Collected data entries
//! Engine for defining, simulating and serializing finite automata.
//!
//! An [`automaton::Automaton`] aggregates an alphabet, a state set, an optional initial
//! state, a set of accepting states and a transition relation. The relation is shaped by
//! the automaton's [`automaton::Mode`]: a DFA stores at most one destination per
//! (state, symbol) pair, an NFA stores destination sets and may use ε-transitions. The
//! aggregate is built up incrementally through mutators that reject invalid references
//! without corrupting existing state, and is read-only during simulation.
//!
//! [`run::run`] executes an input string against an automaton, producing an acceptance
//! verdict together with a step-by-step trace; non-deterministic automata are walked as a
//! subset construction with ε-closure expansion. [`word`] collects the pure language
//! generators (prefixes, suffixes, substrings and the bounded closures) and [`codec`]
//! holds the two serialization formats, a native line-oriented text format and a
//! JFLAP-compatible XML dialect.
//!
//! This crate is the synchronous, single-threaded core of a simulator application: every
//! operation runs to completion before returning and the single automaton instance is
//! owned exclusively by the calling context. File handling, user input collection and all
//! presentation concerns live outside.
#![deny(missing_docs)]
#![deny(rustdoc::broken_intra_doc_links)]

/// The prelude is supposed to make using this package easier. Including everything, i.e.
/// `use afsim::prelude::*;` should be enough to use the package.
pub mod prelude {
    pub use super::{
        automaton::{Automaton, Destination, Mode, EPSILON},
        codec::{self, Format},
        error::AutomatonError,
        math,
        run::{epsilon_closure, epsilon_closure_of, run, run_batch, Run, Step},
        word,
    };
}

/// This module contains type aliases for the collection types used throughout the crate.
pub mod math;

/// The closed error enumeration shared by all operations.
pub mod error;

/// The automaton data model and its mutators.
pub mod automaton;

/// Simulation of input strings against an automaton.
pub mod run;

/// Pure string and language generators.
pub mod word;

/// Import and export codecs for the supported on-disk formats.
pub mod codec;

==

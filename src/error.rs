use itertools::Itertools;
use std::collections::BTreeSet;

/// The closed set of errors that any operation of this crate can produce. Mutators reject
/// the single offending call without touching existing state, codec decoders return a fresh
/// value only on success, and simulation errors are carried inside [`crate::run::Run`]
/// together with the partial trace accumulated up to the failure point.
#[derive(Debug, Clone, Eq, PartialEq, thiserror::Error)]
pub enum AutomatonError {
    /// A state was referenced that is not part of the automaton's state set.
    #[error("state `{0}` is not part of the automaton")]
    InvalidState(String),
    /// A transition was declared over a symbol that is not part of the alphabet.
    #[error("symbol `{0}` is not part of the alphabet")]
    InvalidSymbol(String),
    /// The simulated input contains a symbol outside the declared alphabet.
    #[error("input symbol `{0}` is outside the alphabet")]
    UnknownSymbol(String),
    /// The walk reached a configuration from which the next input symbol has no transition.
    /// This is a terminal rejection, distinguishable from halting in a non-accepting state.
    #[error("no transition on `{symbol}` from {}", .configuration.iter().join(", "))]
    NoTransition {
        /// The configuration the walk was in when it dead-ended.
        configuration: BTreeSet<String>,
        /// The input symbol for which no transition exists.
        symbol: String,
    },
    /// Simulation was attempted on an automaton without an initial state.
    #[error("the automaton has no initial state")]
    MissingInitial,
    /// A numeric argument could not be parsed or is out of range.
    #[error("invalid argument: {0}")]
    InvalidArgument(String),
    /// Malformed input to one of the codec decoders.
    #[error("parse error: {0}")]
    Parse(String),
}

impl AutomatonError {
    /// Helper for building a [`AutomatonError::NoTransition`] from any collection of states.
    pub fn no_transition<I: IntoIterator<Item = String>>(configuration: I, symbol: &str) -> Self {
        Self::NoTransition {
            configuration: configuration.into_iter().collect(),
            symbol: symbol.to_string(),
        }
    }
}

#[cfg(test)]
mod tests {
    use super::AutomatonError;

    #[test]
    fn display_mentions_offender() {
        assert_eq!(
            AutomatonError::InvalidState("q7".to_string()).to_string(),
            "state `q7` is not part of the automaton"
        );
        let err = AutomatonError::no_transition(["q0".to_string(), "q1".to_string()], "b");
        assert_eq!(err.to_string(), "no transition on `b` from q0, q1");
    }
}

TO DO ▸ Take every line above carrying "accepting" and return it.

WRITTEN SOLUTION ▸
//! state, a set of accepting states and a transition relation. The relation is shaped by
    /// This is a terminal rejection, distinguishable from halting in a non-accepting state.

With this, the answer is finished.